Thursday, July 11, 2013
I put my faith in something unknown.
When I was thirteen, and vacationing with my family in Maine, I waited for the mail to come. In particular, there was a girl I liked and my brother who was at home told me over the phone that she had sent me a letter and so I knew it was coming, but not on which day. All morning I would wait, anxious, expectant.
When I did not arrive, I was despondent for a time, but the anxiety dulled until the next morning when it rose again and I walked out to check the communal mailbox every half-hour starting at 10 am. The day it finally arrived, what a charge!
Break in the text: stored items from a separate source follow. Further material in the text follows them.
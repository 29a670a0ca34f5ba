//! Sources of [`Document`]s.
//!
//! A loader is an iterator of documents. Any error it yields aborts the run, in contrast to
//! extraction errors which only skip the affected document.

use std::{
    fs::{self, File},
    io::{BufRead, BufReader, Lines},
    path::Path,
};

use thiserror::Error;
use walkdir::WalkDir;

use crate::{Document, Error, Result};

pub trait DocumentLoader: Iterator<Item = Result<Document>> {}

impl<T> DocumentLoader for T where T: Iterator<Item = Result<Document>> {}

#[derive(Debug, Error)]
#[error("malformed record on line {line}")]
struct RecordError {
    line: usize,
    #[source]
    source: serde_json::Error,
}

/// Reads one JSON object per line: `{"id": "...", "title": "...", "html": "..."}`.
///
/// Blank lines are skipped.
pub struct JsonLinesLoader<R> {
    lines: Lines<R>,
    line: usize,
}

impl JsonLinesLoader<BufReader<File>> {
    pub fn open(path: &Path) -> Result<Self> {
        let file = File::open(path).map_err(Error::loader)?;
        Ok(Self::from_reader(BufReader::new(file)))
    }
}

impl<R: BufRead> JsonLinesLoader<R> {
    pub fn from_reader(reader: R) -> Self {
        Self {
            lines: reader.lines(),
            line: 0,
        }
    }
}

impl<R: BufRead> Iterator for JsonLinesLoader<R> {
    type Item = Result<Document>;

    fn next(&mut self) -> Option<Self::Item> {
        loop {
            let text = match self.lines.next()? {
                Ok(text) => text,
                Err(e) => return Some(Err(Error::loader(e))),
            };
            self.line += 1;

            if text.trim().is_empty() {
                continue;
            }

            return Some(serde_json::from_str(&text).map_err(|source| {
                Error::loader(RecordError {
                    line: self.line,
                    source,
                })
            }));
        }
    }
}

/// Reads every `.html`/`.htm` file below a directory, in file name order.
///
/// The file stem serves as identifier and title.
pub struct DirectoryLoader {
    entries: walkdir::IntoIter,
}

impl DirectoryLoader {
    pub fn open(dir: &Path) -> Result<Self> {
        if !dir.is_dir() {
            return Err(Error::loader(format!("{} is not a directory", dir.display())));
        }

        Ok(Self {
            entries: WalkDir::new(dir).sort_by_file_name().into_iter(),
        })
    }

    fn is_html(path: &Path) -> bool {
        path.extension()
            .and_then(|ext| ext.to_str())
            .map_or(false, |ext| {
                ext.eq_ignore_ascii_case("html") || ext.eq_ignore_ascii_case("htm")
            })
    }
}

impl Iterator for DirectoryLoader {
    type Item = Result<Document>;

    fn next(&mut self) -> Option<Self::Item> {
        loop {
            let entry = match self.entries.next()? {
                Ok(entry) => entry,
                Err(e) => return Some(Err(Error::loader(e))),
            };

            let path = entry.path();
            if !entry.file_type().is_file() || !Self::is_html(path) {
                continue;
            }

            let stem = path
                .file_stem()
                .map(|s| s.to_string_lossy().into_owned())
                .unwrap_or_default();

            return Some(
                fs::read_to_string(path)
                    .map(|html| Document::new(stem.clone(), stem, Some(html)))
                    .map_err(Error::loader),
            );
        }
    }
}
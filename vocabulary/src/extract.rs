use std::{
    collections::{HashMap, HashSet},
    time::Instant,
};

use tracing::{instrument, trace};

use crate::{
    analyse::Analyzer,
    chapter::{ChapterLocator, ChapterMap},
    error::ExtractionError,
    strip::HtmlSectionStripper,
    Config, Document, Error, Lexicon, Result,
};

/// What one document contributes to the corpus index.
#[derive(Debug, Clone, PartialEq, Eq)]
pub struct DocumentTerms {
    /// Registration identifier of the document.
    pub id: String,

    /// Occurrences of every retained term in the document.
    pub frequencies: HashMap<String, usize>,

    /// Chapters every retained term was found in.
    pub chapters: ChapterMap,
}

impl DocumentTerms {
    /// Distinct terms, most frequent first, ties in ascending order.
    pub fn ranked(&self) -> Vec<(&str, usize)> {
        let mut ranked = self
            .frequencies
            .iter()
            .map(|(term, &count)| (term.as_str(), count))
            .collect::<Vec<_>>();
        ranked.sort_unstable_by(|a, b| b.1.cmp(&a.1).then_with(|| a.0.cmp(b.0)));
        ranked
    }
}

/// Extractor turns one [`Document`] into its [`DocumentTerms`].
///
/// The body is stripped of boilerplate by [`HtmlSectionStripper`], analysed into normalised
/// terms by [`Analyzer`] and the retained terms are located in chapters by [`ChapterLocator`].
///
/// Extractor holds no state across documents and can be shared between threads.
pub struct Extractor {
    stripper: HtmlSectionStripper,
    analyzer: Analyzer,
    locator: ChapterLocator,
    phrases: HashSet<String>,
}

impl Extractor {
    pub fn new(
        stripper: HtmlSectionStripper,
        analyzer: Analyzer,
        locator: ChapterLocator,
        phrases: HashSet<String>,
    ) -> Self {
        Self {
            stripper,
            analyzer,
            locator,
            phrases,
        }
    }

    pub fn from_config(config: &Config, lexicon: &Lexicon) -> Result<Self> {
        let analyzer = Analyzer::from_config(config, lexicon)?;
        let phrases = analyzer.phrase_terms(&lexicon.multiwords);

        Ok(Self::new(
            HtmlSectionStripper::new(&config.removal)?,
            analyzer,
            ChapterLocator::new(config.dedup_chapter_ids)?,
            phrases,
        ))
    }

    /// Normalised terms of the configured phrases.
    pub fn phrases(&self) -> &HashSet<String> {
        &self.phrases
    }

    /// Extract the terms of a document.
    ///
    /// Returns `Ok(None)` for a document without body or without terms. A document that cannot
    /// be extracted yields [`Error::Extraction`] and must contribute nothing.
    #[instrument(skip(self, document), fields(document = %document.id))]
    pub fn extract(&self, document: &Document) -> Result<Option<DocumentTerms>> {
        let fail = |source| Error::Extraction {
            document: document.id.clone(),
            source,
        };

        let id = document
            .registration_id()
            .ok_or_else(|| fail(ExtractionError::MissingId))?;

        let start = Instant::now();

        let stripped = match self.stripper.strip(document.html.as_deref()).map_err(fail)? {
            Some(stripped) => stripped,
            None => return Ok(None),
        };

        let terms = self.analyzer.analyse(&stripped.text());
        if terms.is_empty() {
            return Ok(None);
        }

        let words_count = terms.len();
        let mut frequencies = HashMap::new();
        for term in terms {
            *frequencies.entry(term).or_insert(0) += 1;
        }

        let retained = frequencies.keys().map(String::as_str).collect::<HashSet<_>>();
        let chapters = self
            .locator
            .locate(&stripped, &retained, &self.phrases, &self.analyzer);

        trace!(
            duration = ?start.elapsed(),
            %words_count,
            distinct = frequencies.len(),
            "extracted a document"
        );

        Ok(Some(DocumentTerms {
            id: id.to_owned(),
            frequencies,
            chapters,
        }))
    }
}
When I was a twenty-three year-old, I was on a bbs with a small number of like-minded internet pioneers. I would check that every hour or so, to see who had posted what recently. Days might go by without anything, but the idea of there being a message, a thought, an argument to become engaged in, it was like Christmas, every day.
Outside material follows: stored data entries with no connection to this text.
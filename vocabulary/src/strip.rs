//! Removal of boilerplate from the HTML body of a package insert.
//!
//! What gets removed is described by a [`RemovalRule`] list: each rule is a CSS selector and a
//! flag telling whether the selector must match. Every matching node is detached from the tree.
//! The stripped tree is kept (not flattened) so that sections can be located afterwards.

use regex::Regex;
use scraper::{ElementRef, Html, Selector};
use serde::Deserialize;

use crate::{error::ExtractionError, Error, Result};

/// Trailing sections that do not describe the drug itself (packaging, registration, dates).
const TRAILING_SECTIONS: &[&str] = &[
    "section17",
    "section18",
    "section19",
    "section20",
    "section21",
    "Section7750",
    "Section7800",
    "Section7850",
    "Section8000",
];

#[derive(Debug, Clone, PartialEq, Eq, Deserialize)]
#[serde(deny_unknown_fields)]
pub struct RemovalRule {
    pub selector: String,

    /// A document without a match for a required selector is rejected.
    #[serde(default)]
    pub required: bool,
}

impl RemovalRule {
    pub fn required(selector: &str) -> Self {
        Self {
            selector: selector.to_owned(),
            required: true,
        }
    }

    pub fn optional(selector: &str) -> Self {
        Self {
            selector: selector.to_owned(),
            required: false,
        }
    }

    /// Title, owner company, trailing sections and footer.
    pub fn defaults() -> Vec<Self> {
        let mut rules = vec![
            Self::required("div.MonTitle"),
            Self::required("div.ownerCompany"),
        ];
        rules.extend(
            TRAILING_SECTIONS
                .iter()
                .map(|id| Self::optional(&format!("div#{}", id))),
        );
        rules.push(Self::optional("p.footer"));
        rules
    }
}

struct CompiledRule {
    selector: Selector,
    source: String,
    required: bool,
}

pub struct HtmlSectionStripper {
    rules: Vec<CompiledRule>,
    line_break: Regex,
}

impl HtmlSectionStripper {
    /// Compile the removal policy. Invalid selectors are a configuration error.
    pub fn new(policy: &[RemovalRule]) -> Result<Self> {
        let rules = policy
            .iter()
            .map(|rule| {
                let selector = Selector::parse(&rule.selector).map_err(|e| {
                    Error::Config(format!("invalid selector {:?}: {}", rule.selector, e))
                })?;
                Ok(CompiledRule {
                    selector,
                    source: rule.selector.clone(),
                    required: rule.required,
                })
            })
            .collect::<Result<Vec<_>>>()?;

        Ok(Self {
            rules,
            line_break: Regex::new(r"(?i)<br\s*/?>")?,
        })
    }

    /// Strip the given markup.
    ///
    /// Returns `Ok(None)` for a missing or blank body.
    pub fn strip(&self, raw: Option<&str>) -> Result<Option<StrippedDocument>, ExtractionError> {
        let raw = match raw {
            Some(raw) if !raw.trim().is_empty() => raw,
            _ => return Ok(None),
        };

        let mut html = Html::parse_document(&self.line_break.replace_all(raw, " "));

        for rule in &self.rules {
            let matches = html
                .select(&rule.selector)
                .map(|element| element.id())
                .collect::<Vec<_>>();

            if matches.is_empty() && rule.required {
                return Err(ExtractionError::MissingNode {
                    selector: rule.source.clone(),
                });
            }

            for id in matches {
                if let Some(mut node) = html.tree.get_mut(id) {
                    node.detach();
                }
            }
        }

        Ok(Some(StrippedDocument { html }))
    }
}

/// HTML tree with the boilerplate removed.
pub struct StrippedDocument {
    html: Html,
}

impl StrippedDocument {
    pub fn html(&self) -> &Html {
        &self.html
    }

    /// Text of the whole document.
    pub fn text(&self) -> String {
        flatten(self.html.root_element())
    }
}

/// Text of an element and its descendants, text nodes joined by a single space.
pub fn flatten(element: ElementRef<'_>) -> String {
    element
        .text()
        .map(str::trim)
        .filter(|s| !s.is_empty())
        .collect::<Vec<_>>()
        .join(" ")
}

#[cfg(test)]
mod tests {
    use super::*;

    const INSERT: &str = r#"
        <html><body>
        <div class="MonTitle">Aspirin Cardio</div>
        <div class="ownerCompany">Bayer AG</div>
        <div class="paragraph" id="section3">Kopfschmerzen<br/>Fieber</div>
        <div class="paragraph" id="section18">Packungen</div>
        <div class="paragraph" id="Section8000">Stand der Information</div>
        <p class="footer">Footer</p>
        </body></html>"#;

    fn stripper() -> HtmlSectionStripper {
        HtmlSectionStripper::new(&RemovalRule::defaults()).unwrap()
    }

    #[test]
    fn removes_boilerplate_and_trailing_sections() {
        let doc = stripper().strip(Some(INSERT)).unwrap().unwrap();
        let text = doc.text();

        assert_eq!(text, "Kopfschmerzen Fieber");
    }

    #[test]
    fn line_breaks_become_spaces() {
        let raw = r#"<div class="MonTitle"></div><div class="ownerCompany"></div><p>eins<BR>zwei<br />drei</p>"#;
        let doc = stripper().strip(Some(raw)).unwrap().unwrap();
        assert_eq!(doc.text(), "eins zwei drei");
    }

    #[test]
    fn missing_required_node_is_an_error() {
        let raw = r#"<div class="MonTitle">Titel</div><p>Text</p>"#;
        assert_eq!(
            stripper().strip(Some(raw)).err(),
            Some(ExtractionError::MissingNode {
                selector: "div.ownerCompany".to_owned()
            })
        );
    }

    #[test]
    fn empty_body_yields_nothing() {
        assert!(stripper().strip(None).unwrap().is_none());
        assert!(stripper().strip(Some("  \n")).unwrap().is_none());
    }

    #[test]
    fn invalid_selector_is_a_config_error() {
        let result = HtmlSectionStripper::new(&[RemovalRule::required("div[")]);
        assert!(matches!(result, Err(Error::Config(_))));
    }

    #[test]
    fn default_policy_shape() {
        let rules = RemovalRule::defaults();
        assert_eq!(rules.len(), 2 + TRAILING_SECTIONS.len() + 1);
        assert!(rules[0].required && rules[1].required);
        assert!(rules[2..].iter().all(|r| !r.required));
    }
}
Checking my email, on a regular basis. Or sitting on Facebook, for hours. It satisfies the same desire, for connection, to know someone likes me, wants to communicate with me. I don't like FB flame wars, they make me miserable and sad. I want to be charming and witty and admired. Every moment. All the time.
Running also makes me feel like I am liked. After my five-mile race last Thursday, driving home from Bay Village, I was feeling a little disappointed, less than satisfied. And I thought, you know what would make me feel better? A run.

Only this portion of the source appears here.